On plain radiography, inclination of the acetabular component was 40–47°, anteversion was 10–22°; technically and biomechanically, these values were within the normal range (see Table). No statistical differences were detected in mean acetabular inclination and anteversion values for the Watson- Jones and Hardinge approaches (for inclination, p = 0.94; for anteversion, p = 0.63), suggesting that implant malposition was not the case in our study and could not be a risk factor for postoperative hip dislocation.
DISCUSSION
The modern literature looks at hip abductors from 2 different perspectives. Firstly, degenerative or traumatic injury of hip abductors causes pronounced pain and gait disturbance [10]. Secondly, abductor rupture (due to trochanter major fracture) or weakness (caused by an injury to nervus gluteus superior) precipitates the instability of the artificial joint [11].
It was shown that the physiological cross-sectional area of m. gluteus minimus is smaller than that of m. gluteus medius, suggesting that the force of m. gluteus minimus contraction is proportionally weaker [12]. Perhaps, the architecture of separate bundles of m. gluteus minimus determines the stabilizing function of this muscle. In a series of dissections, some of m. gluteus minimus fascicles were found to be attached to the joint capsule, but the functional role of such bonding, its prevalence and force are still a matter of debate [6, 13].
Ultrasonography and functional tests conducted in vivo revealed that the thickness of hip abductors does not correlate with their strength or function; the authors of the study hypothesized that this was due to the inability of applying the tests to separate muscle bundles in vivo [14].
There is a paucity of studies exploring the functions of hip abductors in general and m. gluteus minimus in particular. This can be partially explained by the fact that hip abductor pathology unrelated to conditions requiring hip replacement is relatively rare and usually responds well to traditional therapy; in such cases, no detailed investigation of abductor anatomy is needed.
Being an effective orthopedic surgery, THA is not free of complications, although their rate is low. Better understanding of causes underlying THA complications will help to reduce their risks, contribute to the knowledge of biomechanics of both native and artificial hip joints, improve the quality of treatment, and develop effective regimens for such complications.
Our study looked at the possibility of injuring m. gluteus minimus during hip replacement with lateral approaches to the hip.

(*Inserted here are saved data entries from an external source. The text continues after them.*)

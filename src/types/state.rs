use crate::symbolic::{NameTable, SymbolicName};

use std::fmt;
use std::sync::LazyLock;

/// Lifecycle state of a task as last observed in its entry (`ds-task-state`).
///
/// Transitions are driven by the server; this type only classifies a snapshot. Every state is in
/// exactly one of pending, running, or completed.
#[derive(Clone, Copy, Debug, Eq, Hash, PartialEq)]
#[cfg_attr(feature = "serde", derive(serde::Serialize, serde::Deserialize))]
#[cfg_attr(feature = "serde", serde(rename_all = "snake_case"))]
pub enum TaskState {
    Unscheduled,
    Disabled,
    WaitingOnDependency,
    WaitingOnStartTime,
    Running,
    CompletedSuccessfully,
    CompletedWithErrors,
    StoppedByAdministrator,
    StoppedByError,
    StoppedByShutdown,
    CanceledBeforeStarting,
}

impl TaskState {
    pub const ALL: [TaskState; 11] = [
        TaskState::Unscheduled,
        TaskState::Disabled,
        TaskState::WaitingOnDependency,
        TaskState::WaitingOnStartTime,
        TaskState::Running,
        TaskState::CompletedSuccessfully,
        TaskState::CompletedWithErrors,
        TaskState::StoppedByAdministrator,
        TaskState::StoppedByError,
        TaskState::StoppedByShutdown,
        TaskState::CanceledBeforeStarting,
    ];

    pub fn as_str(self) -> &'static str {
        match self {
            TaskState::Unscheduled => "unscheduled",
            TaskState::Disabled => "disabled",
            TaskState::WaitingOnDependency => "waiting_on_dependency",
            TaskState::WaitingOnStartTime => "waiting_on_start_time",
            TaskState::Running => "running",
            TaskState::CompletedSuccessfully => "completed_successfully",
            TaskState::CompletedWithErrors => "completed_with_errors",
            TaskState::StoppedByAdministrator => "stopped_by_administrator",
            TaskState::StoppedByError => "stopped_by_error",
            TaskState::StoppedByShutdown => "stopped_by_shutdown",
            TaskState::CanceledBeforeStarting => "canceled_before_starting",
        }
    }

    /// Not started yet (unscheduled, disabled, or waiting on a dependency or start time).
    pub fn is_pending(self) -> bool {
        matches!(
            self,
            TaskState::Unscheduled
                | TaskState::Disabled
                | TaskState::WaitingOnDependency
                | TaskState::WaitingOnStartTime
        )
    }

    pub fn is_running(self) -> bool {
        self == TaskState::Running
    }

    /// Finished, whether successfully, with errors, stopped, or canceled before starting.
    pub fn is_completed(self) -> bool {
        matches!(
            self,
            TaskState::CanceledBeforeStarting
                | TaskState::CompletedSuccessfully
                | TaskState::CompletedWithErrors
                | TaskState::StoppedByAdministrator
                | TaskState::StoppedByError
                | TaskState::StoppedByShutdown
        )
    }
}

impl SymbolicName for TaskState {
    const ENUMERATION: &'static str = "TaskState";

    fn values() -> &'static [Self] {
        &Self::ALL
    }

    fn identifier(self) -> &'static str {
        self.as_str()
    }

    fn display_name(self) -> &'static str {
        match self {
            TaskState::Unscheduled => "Unscheduled",
            TaskState::Disabled => "Disabled",
            TaskState::WaitingOnDependency => "Waiting on Dependency",
            TaskState::WaitingOnStartTime => "Waiting on Start Time",
            TaskState::Running => "Running",
            TaskState::CompletedSuccessfully => "Completed Successfully",
            TaskState::CompletedWithErrors => "Completed with Errors",
            TaskState::StoppedByAdministrator => "Stopped by Administrator",
            TaskState::StoppedByError => "Stopped by Error",
            TaskState::StoppedByShutdown => "Stopped by Shutdown",
            TaskState::CanceledBeforeStarting => "Canceled before Starting",
        }
    }

    fn name_table() -> &'static NameTable<Self> {
        static TABLE: LazyLock<NameTable<TaskState>> =
            LazyLock::new(|| NameTable::build(&TaskState::ALL));
        &TABLE
    }
}

impl fmt::Display for TaskState {
    fn fmt(&self, f: &mut fmt::Formatter<'_>) -> fmt::Result {
        f.write_str(self.as_str())
    }
}

/// What the server does with a task when one of its dependencies did not complete successfully
/// (`ds-task-failed-dependency-action`).
#[derive(Clone, Copy, Debug, Eq, Hash, PartialEq)]
#[cfg_attr(feature = "serde", derive(serde::Serialize, serde::Deserialize))]
#[cfg_attr(feature = "serde", serde(rename_all = "snake_case"))]
pub enum FailedDependencyAction {
    /// Run the task anyway.
    Process,
    /// Cancel the task.
    Cancel,
    /// Disable the task so it can be re-enabled manually.
    Disable,
}

impl FailedDependencyAction {
    pub const ALL: [FailedDependencyAction; 3] = [
        FailedDependencyAction::Process,
        FailedDependencyAction::Cancel,
        FailedDependencyAction::Disable,
    ];

    pub fn as_str(self) -> &'static str {
        match self {
            FailedDependencyAction::Process => "process",
            FailedDependencyAction::Cancel => "cancel",
            FailedDependencyAction::Disable => "disable",
        }
    }
}

impl SymbolicName for FailedDependencyAction {
    const ENUMERATION: &'static str = "FailedDependencyAction";

    fn values() -> &'static [Self] {
        &Self::ALL
    }

    fn identifier(self) -> &'static str {
        self.as_str()
    }

    fn name_table() -> &'static NameTable<Self> {
        static TABLE: LazyLock<NameTable<FailedDependencyAction>> =
            LazyLock::new(|| NameTable::build(&FailedDependencyAction::ALL));
        &TABLE
    }
}

impl fmt::Display for FailedDependencyAction {
    fn fmt(&self, f: &mut fmt::Formatter<'_>) -> fmt::Result {
        f.write_str(self.as_str())
    }
}

#[cfg(test)]
mod tests {
    #![allow(clippy::expect_used)]
    #![allow(clippy::panic)]
    #![allow(clippy::unwrap_used)]

    use super::*;

    #[test]
    fn classification_partitions_all_states() {
        for state in TaskState::ALL {
            let classes = [state.is_pending(), state.is_running(), state.is_completed()];
            assert_eq!(
                classes.iter().filter(|c| **c).count(),
                1,
                "state={state}"
            );
            assert_eq!(state.is_running(), state == TaskState::Running);
        }
    }

    #[test]
    fn state_names_resolve_in_every_spelling() {
        for state in TaskState::ALL {
            let id = state.identifier();
            assert_eq!(TaskState::for_name(id), Some(state));
            assert_eq!(TaskState::for_name(&id.to_lowercase()), Some(state));
            assert_eq!(TaskState::for_name(&id.to_uppercase()), Some(state));
            assert_eq!(TaskState::for_name(&id.replace('_', "-")), Some(state));
            assert_eq!(TaskState::for_name(&id.replace('_', "")), Some(state));
            assert_eq!(TaskState::for_name(state.display_name()), Some(state));
            assert_eq!(TaskState::from_identifier(id).unwrap(), state);
        }
        assert_eq!(TaskState::for_name("undefined"), None);
    }

    #[test]
    fn failed_dependency_action_resolves() {
        for action in FailedDependencyAction::ALL {
            assert_eq!(
                FailedDependencyAction::for_name(&action.as_str().to_uppercase()),
                Some(action)
            );
        }
        assert_eq!(FailedDependencyAction::for_name("undefined"), None);
    }

    #[test]
    fn name_tables_have_no_collisions() {
        NameTable::try_new(&TaskState::ALL).expect("task state names are unique");
        NameTable::try_new(&FailedDependencyAction::ALL).expect("action names are unique");
    }
}
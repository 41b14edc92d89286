use crate::schema::{DataType, TaskProperty};
use crate::types::task::TaskPropertyCodec;
use crate::types::values::PropertyValueMap;
use crate::Result;

pub(crate) static PROFILE_ROOT: TaskProperty = TaskProperty::new(
    "ds-task-generate-server-profile-root",
    "Profile Root",
    "Path of the directory or zip file the profile is written to.",
    DataType::String,
)
.required();

pub(crate) static INCLUDE_PATH: TaskProperty = TaskProperty::new(
    "ds-task-generate-server-profile-include-path",
    "Include Path",
    "Additional paths, relative to the server root, to include in the profile.",
    DataType::String,
)
.multi_valued();

pub(crate) static OVERWRITE_EXISTING: TaskProperty = TaskProperty::new(
    "ds-task-generate-server-profile-overwrite-existing",
    "Overwrite Existing",
    "Whether an existing profile at the profile root may be replaced.",
    DataType::Boolean,
);

pub(crate) static PROPERTIES: [&TaskProperty; 3] =
    [&PROFILE_ROOT, &INCLUDE_PATH, &OVERWRITE_EXISTING];

/// Generate a server profile.
#[derive(Clone, Debug, Default, Eq, PartialEq)]
#[cfg_attr(feature = "serde", derive(serde::Serialize, serde::Deserialize))]
pub struct GenerateServerProfileTask {
    pub profile_root: String,
    pub include_paths: Vec<String>,
    pub overwrite_existing: Option<bool>,
}

impl GenerateServerProfileTask {
    pub fn new(profile_root: impl Into<String>) -> Self {
        Self {
            profile_root: profile_root.into(),
            ..Self::default()
        }
    }
}

impl TaskPropertyCodec for GenerateServerProfileTask {
    fn write_values(&self, values: &mut PropertyValueMap) {
        values.put_string(&PROFILE_ROOT, Some(self.profile_root.as_str()));
        values.put_strings(&INCLUDE_PATH, &self.include_paths);
        values.put_bool(&OVERWRITE_EXISTING, self.overwrite_existing);
    }

    fn read_values(values: &PropertyValueMap) -> Result<Self> {
        Ok(Self {
            profile_root: values.required_string(&PROFILE_ROOT)?,
            include_paths: values.strings(&INCLUDE_PATH),
            overwrite_existing: values.boolean(&OVERWRITE_EXISTING),
        })
    }
}
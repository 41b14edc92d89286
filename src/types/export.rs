use crate::schema::{DataType, TaskProperty};
use crate::types::task::{Task, TaskDetails, TaskOptions, TaskPropertyCodec};
use crate::types::task_type::TaskType;
use crate::types::values::PropertyValueMap;
use crate::{Error, Result, util};

pub(crate) static BACKEND_ID: TaskProperty = TaskProperty::new(
    "ds-task-export-backend-id",
    "Backend ID",
    "The backend ID of the backend to export.",
    DataType::String,
)
.required();

pub(crate) static LDIF_FILE: TaskProperty = TaskProperty::new(
    "ds-task-export-ldif-file",
    "LDIF File",
    "The path to the LDIF file to write.",
    DataType::String,
)
.required();

pub(crate) static APPEND_TO_LDIF: TaskProperty = TaskProperty::new(
    "ds-task-export-append-to-ldif",
    "Append to LDIF",
    "Whether to append to an existing LDIF file rather than overwrite it.",
    DataType::Boolean,
);

pub(crate) static INCLUDE_BRANCH: TaskProperty = TaskProperty::new(
    "ds-task-export-include-branch",
    "Include Branch",
    "Base DNs of branches to include in the export.",
    DataType::String,
)
.multi_valued();

pub(crate) static EXCLUDE_BRANCH: TaskProperty = TaskProperty::new(
    "ds-task-export-exclude-branch",
    "Exclude Branch",
    "Base DNs of branches to exclude from the export.",
    DataType::String,
)
.multi_valued();

pub(crate) static INCLUDE_FILTER: TaskProperty = TaskProperty::new(
    "ds-task-export-include-filter",
    "Include Filter",
    "Filters identifying entries to include in the export.",
    DataType::String,
)
.multi_valued()
.advanced();

pub(crate) static EXCLUDE_FILTER: TaskProperty = TaskProperty::new(
    "ds-task-export-exclude-filter",
    "Exclude Filter",
    "Filters identifying entries to exclude from the export.",
    DataType::String,
)
.multi_valued()
.advanced();

pub(crate) static INCLUDE_ATTRIBUTE: TaskProperty = TaskProperty::new(
    "ds-task-export-include-attribute",
    "Include Attribute",
    "Attributes to include in exported entries.",
    DataType::String,
)
.multi_valued()
.advanced();

pub(crate) static EXCLUDE_ATTRIBUTE: TaskProperty = TaskProperty::new(
    "ds-task-export-exclude-attribute",
    "Exclude Attribute",
    "Attributes to exclude from exported entries.",
    DataType::String,
)
.multi_valued()
.advanced();

pub(crate) static WRAP_COLUMN: TaskProperty = TaskProperty::new(
    "ds-task-export-wrap-column",
    "Wrap Column",
    "The column at which long LDIF lines are wrapped.",
    DataType::Integer,
)
.advanced();

pub(crate) static COMPRESS_LDIF: TaskProperty = TaskProperty::new(
    "ds-task-export-compress-ldif",
    "Compress LDIF",
    "Whether to gzip-compress the LDIF file.",
    DataType::Boolean,
);

pub(crate) static ENCRYPT_LDIF: TaskProperty = TaskProperty::new(
    "ds-task-export-encrypt-ldif",
    "Encrypt LDIF",
    "Whether to encrypt the LDIF file.",
    DataType::Boolean,
);

pub(crate) static ENCRYPTION_PASSPHRASE_FILE: TaskProperty = TaskProperty::new(
    "ds-task-export-encryption-passphrase-file",
    "Encryption Passphrase File",
    "Path to a file containing the passphrase used to encrypt the LDIF file.",
    DataType::String,
)
.advanced();

pub(crate) static SIGN_HASH: TaskProperty = TaskProperty::new(
    "ds-task-export-sign-hash",
    "Sign Hash",
    "Whether to include a signed hash of the export contents.",
    DataType::Boolean,
)
.advanced();

pub(crate) static MAX_MEGABYTES_PER_SECOND: TaskProperty = TaskProperty::new(
    "ds-task-export-max-megabytes-per-second",
    "Maximum Megabytes per Second",
    "The maximum rate, in megabytes per second, at which LDIF data is written.",
    DataType::Integer,
)
.advanced();

pub(crate) static PROPERTIES: [&TaskProperty; 15] = [
    &BACKEND_ID,
    &LDIF_FILE,
    &APPEND_TO_LDIF,
    &INCLUDE_BRANCH,
    &EXCLUDE_BRANCH,
    &INCLUDE_FILTER,
    &EXCLUDE_FILTER,
    &INCLUDE_ATTRIBUTE,
    &EXCLUDE_ATTRIBUTE,
    &WRAP_COLUMN,
    &COMPRESS_LDIF,
    &ENCRYPT_LDIF,
    &ENCRYPTION_PASSPHRASE_FILE,
    &SIGN_HASH,
    &MAX_MEGABYTES_PER_SECOND,
];

/// Export the contents of a backend to an LDIF file.
#[derive(Clone, Debug, Default, Eq, PartialEq)]
#[cfg_attr(feature = "serde", derive(serde::Serialize, serde::Deserialize))]
pub struct ExportTask {
    pub backend_id: String,
    /// Path of the LDIF file, relative to the server root when not absolute.
    pub ldif_file: String,
    pub append_to_ldif: bool,
    pub include_branches: Vec<String>,
    pub exclude_branches: Vec<String>,
    pub include_filters: Vec<String>,
    pub exclude_filters: Vec<String>,
    pub include_attributes: Vec<String>,
    pub exclude_attributes: Vec<String>,
    /// `None` disables wrapping.
    pub wrap_column: Option<i64>,
    pub compress: bool,
    pub encrypt: bool,
    pub encryption_passphrase_file: Option<String>,
    pub sign: bool,
    pub max_megabytes_per_second: Option<i64>,
}

impl ExportTask {
    pub fn new(backend_id: impl Into<String>, ldif_file: impl Into<String>) -> Self {
        Self {
            backend_id: backend_id.into(),
            ldif_file: ldif_file.into(),
            ..Self::default()
        }
    }
}

impl TaskPropertyCodec for ExportTask {
    fn write_values(&self, values: &mut PropertyValueMap) {
        values.put_string(&BACKEND_ID, Some(self.backend_id.as_str()));
        values.put_string(&LDIF_FILE, Some(self.ldif_file.as_str()));
        values.put_bool(&APPEND_TO_LDIF, Some(self.append_to_ldif));
        values.put_strings(&INCLUDE_BRANCH, &self.include_branches);
        values.put_strings(&EXCLUDE_BRANCH, &self.exclude_branches);
        values.put_strings(&INCLUDE_FILTER, &self.include_filters);
        values.put_strings(&EXCLUDE_FILTER, &self.exclude_filters);
        values.put_strings(&INCLUDE_ATTRIBUTE, &self.include_attributes);
        values.put_strings(&EXCLUDE_ATTRIBUTE, &self.exclude_attributes);
        values.put_integer(&WRAP_COLUMN, self.wrap_column);
        values.put_bool(&COMPRESS_LDIF, Some(self.compress));
        values.put_bool(&ENCRYPT_LDIF, Some(self.encrypt));
        values.put_string(
            &ENCRYPTION_PASSPHRASE_FILE,
            self.encryption_passphrase_file.as_deref(),
        );
        values.put_bool(&SIGN_HASH, Some(self.sign));
        values.put_integer(&MAX_MEGABYTES_PER_SECOND, self.max_megabytes_per_second);
    }

    fn read_values(values: &PropertyValueMap) -> Result<Self> {
        Ok(Self {
            backend_id: values.required_string(&BACKEND_ID)?,
            ldif_file: values.required_string(&LDIF_FILE)?,
            append_to_ldif: values.boolean(&APPEND_TO_LDIF).unwrap_or(false),
            include_branches: values.strings(&INCLUDE_BRANCH),
            exclude_branches: values.strings(&EXCLUDE_BRANCH),
            include_filters: values.strings(&INCLUDE_FILTER),
            exclude_filters: values.strings(&EXCLUDE_FILTER),
            include_attributes: values.strings(&INCLUDE_ATTRIBUTE),
            exclude_attributes: values.strings(&EXCLUDE_ATTRIBUTE),
            wrap_column: values.integer(&WRAP_COLUMN),
            compress: values.boolean(&COMPRESS_LDIF).unwrap_or(false),
            encrypt: values.boolean(&ENCRYPT_LDIF).unwrap_or(false),
            encryption_passphrase_file: values
                .string(&ENCRYPTION_PASSPHRASE_FILE)
                .map(str::to_string),
            sign: values.boolean(&SIGN_HASH).unwrap_or(false),
            max_megabytes_per_second: values.integer(&MAX_MEGABYTES_PER_SECOND),
        })
    }

    fn normalized(mut self) -> Self {
        self.encryption_passphrase_file = util::non_empty(self.encryption_passphrase_file);
        self
    }
}

/// Mutable builder mirroring every field of an export task.
///
/// Not encoded directly; convert it with [`ExportTaskProperties::into_task`].
#[derive(Clone, Debug, Default, Eq, PartialEq)]
pub struct ExportTaskProperties {
    task_id: Option<String>,
    options: TaskOptions,
    export: ExportTask,
}

impl ExportTaskProperties {
    pub fn new(backend_id: impl Into<String>, ldif_file: impl Into<String>) -> Self {
        Self {
            export: ExportTask::new(backend_id, ldif_file),
            ..Self::default()
        }
    }

    /// Validate and build the task.
    pub fn into_task(self) -> Result<Task> {
        let task = Task::with_options(self.task_id, self.export, self.options);
        Task::from_property_values(TaskType::Export, &task.property_values())
    }

    pub fn task_id(&self) -> Option<&str> {
        self.task_id.as_deref()
    }

    pub fn set_task_id(&mut self, task_id: Option<String>) {
        self.task_id = task_id;
    }

    /// Scheduling, dependency, notification and alert settings.
    pub fn options(&self) -> &TaskOptions {
        &self.options
    }

    pub fn options_mut(&mut self) -> &mut TaskOptions {
        &mut self.options
    }

    pub fn backend_id(&self) -> &str {
        &self.export.backend_id
    }

    pub fn set_backend_id(&mut self, backend_id: impl Into<String>) {
        self.export.backend_id = backend_id.into();
    }

    pub fn ldif_file(&self) -> &str {
        &self.export.ldif_file
    }

    pub fn set_ldif_file(&mut self, ldif_file: impl Into<String>) {
        self.export.ldif_file = ldif_file.into();
    }

    pub fn append_to_ldif(&self) -> bool {
        self.export.append_to_ldif
    }

    pub fn set_append_to_ldif(&mut self, append: bool) {
        self.export.append_to_ldif = append;
    }

    pub fn include_branches(&self) -> &[String] {
        &self.export.include_branches
    }

    pub fn set_include_branches<I, S>(&mut self, branches: I)
    where
        I: IntoIterator<Item = S>,
        S: Into<String>,
    {
        self.export.include_branches = collect_strings(branches);
    }

    pub fn exclude_branches(&self) -> &[String] {
        &self.export.exclude_branches
    }

    pub fn set_exclude_branches<I, S>(&mut self, branches: I)
    where
        I: IntoIterator<Item = S>,
        S: Into<String>,
    {
        self.export.exclude_branches = collect_strings(branches);
    }

    pub fn include_filters(&self) -> &[String] {
        &self.export.include_filters
    }

    pub fn set_include_filters<I, S>(&mut self, filters: I)
    where
        I: IntoIterator<Item = S>,
        S: Into<String>,
    {
        self.export.include_filters = collect_strings(filters);
    }

    pub fn exclude_filters(&self) -> &[String] {
        &self.export.exclude_filters
    }

    pub fn set_exclude_filters<I, S>(&mut self, filters: I)
    where
        I: IntoIterator<Item = S>,
        S: Into<String>,
    {
        self.export.exclude_filters = collect_strings(filters);
    }

    pub fn include_attributes(&self) -> &[String] {
        &self.export.include_attributes
    }

    pub fn set_include_attributes<I, S>(&mut self, attributes: I)
    where
        I: IntoIterator<Item = S>,
        S: Into<String>,
    {
        self.export.include_attributes = collect_strings(attributes);
    }

    pub fn exclude_attributes(&self) -> &[String] {
        &self.export.exclude_attributes
    }

    pub fn set_exclude_attributes<I, S>(&mut self, attributes: I)
    where
        I: IntoIterator<Item = S>,
        S: Into<String>,
    {
        self.export.exclude_attributes = collect_strings(attributes);
    }

    pub fn wrap_column(&self) -> Option<i64> {
        self.export.wrap_column
    }

    pub fn set_wrap_column(&mut self, wrap_column: Option<i64>) {
        self.export.wrap_column = wrap_column;
    }

    pub fn compress(&self) -> bool {
        self.export.compress
    }

    pub fn set_compress(&mut self, compress: bool) {
        self.export.compress = compress;
    }

    pub fn encrypt(&self) -> bool {
        self.export.encrypt
    }

    pub fn set_encrypt(&mut self, encrypt: bool) {
        self.export.encrypt = encrypt;
    }

    pub fn encryption_passphrase_file(&self) -> Option<&str> {
        self.export.encryption_passphrase_file.as_deref()
    }

    pub fn set_encryption_passphrase_file(&mut self, path: Option<String>) {
        self.export.encryption_passphrase_file = path;
    }

    pub fn sign(&self) -> bool {
        self.export.sign
    }

    pub fn set_sign(&mut self, sign: bool) {
        self.export.sign = sign;
    }

    pub fn max_megabytes_per_second(&self) -> Option<i64> {
        self.export.max_megabytes_per_second
    }

    pub fn set_max_megabytes_per_second(&mut self, rate: Option<i64>) {
        self.export.max_megabytes_per_second = rate;
    }
}

impl TryFrom<&Task> for ExportTaskProperties {
    type Error = Error;

    fn try_from(task: &Task) -> Result<Self> {
        let TaskDetails::Export(export) = task.details() else {
            return Err(Error::invalid_input(format!(
                "expected an export task, got {}",
                task.task_type()
            )));
        };
        Ok(Self {
            task_id: Some(task.task_id().to_string()),
            options: task.options().clone(),
            export: export.clone(),
        })
    }
}

pub(crate) fn collect_strings<I, S>(values: I) -> Vec<String>
where
    I: IntoIterator<Item = S>,
    S: Into<String>,
{
    values.into_iter().map(Into::into).collect()
}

Our findings and results of some other studies [15] also suggest a significant role of intraoperative injury to the posterior fascicle of m. gluteus minimus in postoperative complications following the use of posterior approaches to the hip. Although repair of the tendinous section of m. piriformis is crucial for maintaining stability of the hip joint in hip replacement with posterior approaches, injury to this region remains a probable cause of posterior acetabular dislocations in patients with repaired m. piriformis.
CONCLUSION
We have demonstrated a significant role of m. gluteus minimus in stabilizing the hip joint, especially in artificial hips following THA. Preservation or adequate repair of m. gluteus minimus when performing surgical access or closing soft tissue is a good prophylaxis for postoperative dislocation and helps to restore the anatomy and biomechanics of the hip joint. Further research is needed to better understand the functions of m. gluteus minimus and other muscles and ligaments surrounding the hip joint in the context of their contribution to implant stability and the range of motion, similarly to the knee joint.